“La ruta sería larga. Todas las rutas que conducen al objeto de nuestro deseo son largas”, dice Joseph Conrad en La línea de sombra. La frase me gusta y hace muchos años que la copié en una tarjeta que ya amarillea. A algunas novelas, sobre todo las que consignan el viaje como destino, las suelo colocar bajo la advocación de esa línea de Conrad. El cementerio de sillas, de Álvaro Enrigue (ciudad de México, 1969), es un libro fiel a esa derrota, que en el sentido marítimo de la palabra es la ruta que llevan las embarcaciones, pues “el arte de la navegación cuando no hay batalla o temporal consiste en mantenerse despierto mientras se lucha contra el tedio; a eso se reduce todo, y en ello, extrañamente, radica también la moderada y permanente felicidad que se puede obtener en alta mar” (p. 83).
Enrigue cuenta la historia de un linaje que se remonta a los tiempos ciclópeos, recorre los desiertos norafricanos bajo el imperio de Tiberio, cruza el siglo XVI desde Flandes hasta Nautla, en Puebla, fabula con la eterna conspiración jesuítica y se asienta en una familia mexicana contemporánea, en apariencia indigna de sus antañonas raíces. Pero El cementerio de sillas no es una novela histórica, si por ésta entendemos esa creación del orden comercial donde cualquier persona con algún calado académico toma una época y la dramatiza para ilustrar las convenciones manidas de nuestro tiempo. Desde que se celebró el Quinto Centenario, en América Latina y España pululan las ineptas novelizaciones históricas, pues el Descubrimiento y la Conquista se prestan maravillosamente para dar gato por liebre.

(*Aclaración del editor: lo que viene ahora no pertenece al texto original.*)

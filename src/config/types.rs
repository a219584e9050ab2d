//! Configuration types and CLI options.
//!
//! This module defines enums and structs used for command-line argument parsing
//! and configuration.

use std::time::Duration;

use clap::{Parser, ValueEnum};

use crate::config::constants::{DNS_TIMEOUT_SECS, POLL_INTERVAL_MS};
use crate::resolvers::ResolverEndpoint;

/// Logging level for the application.
///
/// Controls the verbosity of log output, from most restrictive (Error) to most
/// verbose (Trace).
#[derive(Clone, Debug, ValueEnum)]
pub enum LogLevel {
    /// Only error messages
    Error,
    /// Error and warning messages
    Warn,
    /// Error, warning, and informational messages
    Info,
    /// All messages except trace
    Debug,
    /// All messages including trace
    Trace,
}

impl From<LogLevel> for log::LevelFilter {
    fn from(l: LogLevel) -> Self {
        match l {
            LogLevel::Error => log::LevelFilter::Error,
            LogLevel::Warn => log::LevelFilter::Warn,
            LogLevel::Info => log::LevelFilter::Info,
            LogLevel::Debug => log::LevelFilter::Debug,
            LogLevel::Trace => log::LevelFilter::Trace,
        }
    }
}

/// Log output format.
///
/// Controls how log messages are formatted:
/// - `Plain`: Human-readable format with colors (default)
/// - `Json`: Structured JSON format for machine parsing
#[derive(Clone, Debug, ValueEnum)]
pub enum LogFormat {
    /// Human-readable format with colors (default)
    Plain,
    /// Structured JSON format for machine parsing
    Json,
}

/// How each probe result is written to stdout.
#[derive(Clone, Copy, Debug, PartialEq, Eq, ValueEnum)]
pub enum OutputFormat {
    /// One colored line per resolver
    Plain,
    /// One JSON object per probe
    Json,
}

/// Check configuration.
///
/// Parsed from the command line by the binary, but can be constructed
/// programmatically as well.
///
/// # Examples
///
/// ```no_run
/// use dns_propagation::Config;
///
/// let config = Config {
///     target_ip: "192.0.2.10".to_string(),
///     domain: "example.test".to_string(),
///     once: true,
///     ..Default::default()
/// };
/// ```
#[derive(Debug, Clone, Parser)]
#[command(
    name = "dns_propagation",
    version,
    about = "Polls public DNS resolvers until a domain's A record points at the target IP"
)]
pub struct Config {
    /// IPv4 address the domain should resolve to
    #[arg(value_name = "IP")]
    pub target_ip: String,

    /// Domain whose A record is checked
    #[arg(value_name = "DOMAIN")]
    pub domain: String,

    /// Delay between probes in milliseconds
    #[arg(long, default_value_t = POLL_INTERVAL_MS)]
    pub interval_ms: u64,

    /// Per-resolver query timeout in seconds (at least 1)
    #[arg(
        long,
        default_value_t = DNS_TIMEOUT_SECS,
        value_parser = clap::value_parser!(u64).range(1..)
    )]
    pub timeout_secs: u64,

    /// Resolver to query as NAME=IPV4 (repeatable, replaces the built-in set)
    #[arg(long = "resolver", value_name = "NAME=IPV4")]
    pub resolvers: Vec<ResolverEndpoint>,

    /// Run a single probe and exit
    #[arg(long)]
    pub once: bool,

    /// Give up after this many seconds without full propagation
    #[arg(long, value_name = "SECS")]
    pub max_duration_secs: Option<u64>,

    /// Probe output format
    #[arg(long, value_enum, default_value = "plain")]
    pub output: OutputFormat,

    /// Do not ring the terminal bell on success
    #[arg(long)]
    pub no_bell: bool,

    /// Log level
    #[arg(long, value_enum, default_value = "info")]
    pub log_level: LogLevel,

    /// Log format
    #[arg(long, value_enum, default_value = "plain")]
    pub log_format: LogFormat,
}

impl Config {
    /// Delay between two probes.
    pub fn interval(&self) -> Duration {
        Duration::from_millis(self.interval_ms)
    }

    /// Per-resolver query timeout.
    ///
    /// A zero timeout would fail every query, so it is raised to one second.
    pub fn query_timeout(&self) -> Duration {
        Duration::from_secs(self.timeout_secs.max(1))
    }

    /// Overall deadline, if one was requested.
    pub fn max_duration(&self) -> Option<Duration> {
        self.max_duration_secs.map(Duration::from_secs)
    }
}

impl Default for Config {
    fn default() -> Self {
        Self {
            target_ip: String::new(),
            domain: String::new(),
            interval_ms: POLL_INTERVAL_MS,
            timeout_secs: DNS_TIMEOUT_SECS,
            resolvers: Vec::new(),
            once: false,
            max_duration_secs: None,
            output: OutputFormat::Plain,
            no_bell: false,
            log_level: LogLevel::Info,
            log_format: LogFormat::Plain,
        }
    }
}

El cementerio de sillas ocurre en la historia, pero el respaldo historiográfico de Enrigue nos indica sólo el tiempo invertido (o perdido) durante su viaje. Bajo esa capa fluye una realidad novelesca que Enrigue torna verosímil gracias a la puesta en escena de un pobre diablo que, alimentándose de pizzas, quiere transfigurarse y dejar el siglo, abandonando el cuchitril que habita en la colonia Mixcoac del DF. Este sujeto, apellidado Garamántez, es una astilla desprendida de la Historia (IV, 183-184) de Heródoto, donde el historiador habla de los fabulosos garamantes, extinto pueblo ganadero que sólo reaparece en la boca de los mitógrafos.
Enrigue quiso escribir, en esa coordenada, una novela de aventuras que fuese causa suficiente para meditar sobre los orígenes. En El cementerio de sillas, al tenor del lapso final de Melquíades en Cien años de soledad, el origen está en el final de los tiempos. Y dado que la novela, al culminar, rinde homenaje a la grandeza americana, podría pensarse que El cementerio de sillas es un rodeo para hablar del origen de la nacionalidad mexicana.

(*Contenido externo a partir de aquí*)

//! Probe result rendering.

use std::fmt::Write as _;
use std::net::Ipv4Addr;

use colored::*;
use serde::Serialize;

use crate::config::OutputFormat;
use crate::probe::ProbeResult;

#[derive(Serialize)]
struct ProbeLine<'a> {
    tick: u64,
    target_ip: Ipv4Addr,
    #[serde(flatten)]
    result: &'a ProbeResult,
}

/// Formats one probe for stdout, without a trailing newline.
pub fn format_probe(
    result: &ProbeResult,
    tick: u64,
    target_ip: Ipv4Addr,
    format: OutputFormat,
) -> String {
    match format {
        OutputFormat::Json => {
            let line = ProbeLine {
                tick,
                target_ip,
                result,
            };
            serde_json::to_string(&line).unwrap_or_else(|_| "{}".into())
        }
        OutputFormat::Plain => format_plain(result, tick, target_ip),
    }
}

fn format_plain(result: &ProbeResult, tick: u64, target_ip: Ipv4Addr) -> String {
    let width = result
        .outcomes()
        .iter()
        .map(|o| o.resolver_name.len())
        .max()
        .unwrap_or(0);

    let summary = format!(
        "[tick {}] {}/{} resolvers return {}",
        tick,
        result.resolved_count(),
        result.outcomes().len(),
        target_ip
    );
    let mut out = if result.fully_propagated() {
        summary.green().bold().to_string()
    } else {
        summary.yellow().to_string()
    };

    for outcome in result.outcomes() {
        let name = format!("{:width$}", outcome.resolver_name);
        let answer = match (outcome.observed_ip, outcome.failure) {
            (Some(ip), _) => ip.to_string(),
            (None, Some(failure)) => format!("({failure})"),
            (None, None) => "(no answer)".to_string(),
        };
        let line = if outcome.resolved {
            format!("  ✔ {name}  {answer}").green()
        } else {
            format!("  ✘ {name}  {answer}").red()
        };
        let _ = write!(out, "\n{line}");
    }
    out
}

No lo creo. Si algo demuestra la soteriología de Enrigue es su indiferencia ante el origen como invertido destino manifiesto. Si cualquier familia poblana puede provenir de los garamantes, todo origen es una hermosa e inútil picaresca. Lo que Enrigue ama son valores, y exalta, fiel a la retórica de la novela de aventuras, el valor, la amistad, el mestizaje; pero ninguno de esos atributos propone una esencia.

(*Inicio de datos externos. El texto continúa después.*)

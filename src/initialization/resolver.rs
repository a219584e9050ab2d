//! Resolver set and prober initialization.

use std::sync::Arc;
use std::time::Duration;

use log::{debug, info};

use crate::dns::AddressLookup;
use crate::error_handling::ConfigError;
use crate::probe::Prober;
use crate::resolvers::{ResolverEndpoint, ResolverSet};

/// Builds the resolver set for a run.
///
/// An empty `overrides` slice selects the reference catalog; otherwise the
/// given endpoints replace it entirely.
///
/// # Errors
///
/// Returns `ConfigError::DuplicateResolver` if two overrides share a name.
pub fn init_resolver_set(overrides: &[ResolverEndpoint]) -> Result<ResolverSet, ConfigError> {
    let set = if overrides.is_empty() {
        ResolverSet::default()
    } else {
        ResolverSet::new(overrides.to_vec())?
    };
    for endpoint in set.list() {
        info!("Using resolver {endpoint}");
    }
    Ok(set)
}

/// Creates the shared prober that queries `resolvers` through `lookup`.
///
/// `timeout` is the per-query deadline enforced by the prober, on top of
/// whatever limit the lookup applies itself.
pub fn init_prober(
    resolvers: ResolverSet,
    lookup: Arc<dyn AddressLookup>,
    timeout: Duration,
) -> Arc<Prober> {
    debug!("Per-query timeout: {timeout:?}");
    Arc::new(Prober::new(resolvers, lookup, timeout))
}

Al emprender su navegación, a Enrigue, más que contemplar tierras extrañas, le importó no perder nunca la derrota de su nave y puso en ella todo su arte narrativo. Para lograrlo sólo podía servirse de un lenguaje que, desenfadado y calculador, distingue a Enrigue de muchos de los narradores contemporáneos. El cementerio de sillas es un libro donde habla una sola voz a través de sus narradores y protagonistas, voz discernible por un sentido del humor que siempre remite a la riqueza del español hablado hoy día en México. En esas conversaciones, que recorren siglos, siempre es Enrique quien nos habla, usando el falsete irónico, la desconfianza marrullera, el orgullo ladino. Gracias al lenguaje, esta novela presenta una poderosa galería de personajes, como los indios caribes, el flamenco Christophorus Gaaramanijk, o el último de sus avatares, ese Garamántez quien viaja a Nautla en busca de los arcanos de su estirpe, no sin antes protegerse de la muerte con una armadura compuesta de los cronicones y clásicos que un oportuno bachiller en letras lleva consigo. Los libros son la segunda piel de los héroes, tan escépticos, de Álvaro Enrigue.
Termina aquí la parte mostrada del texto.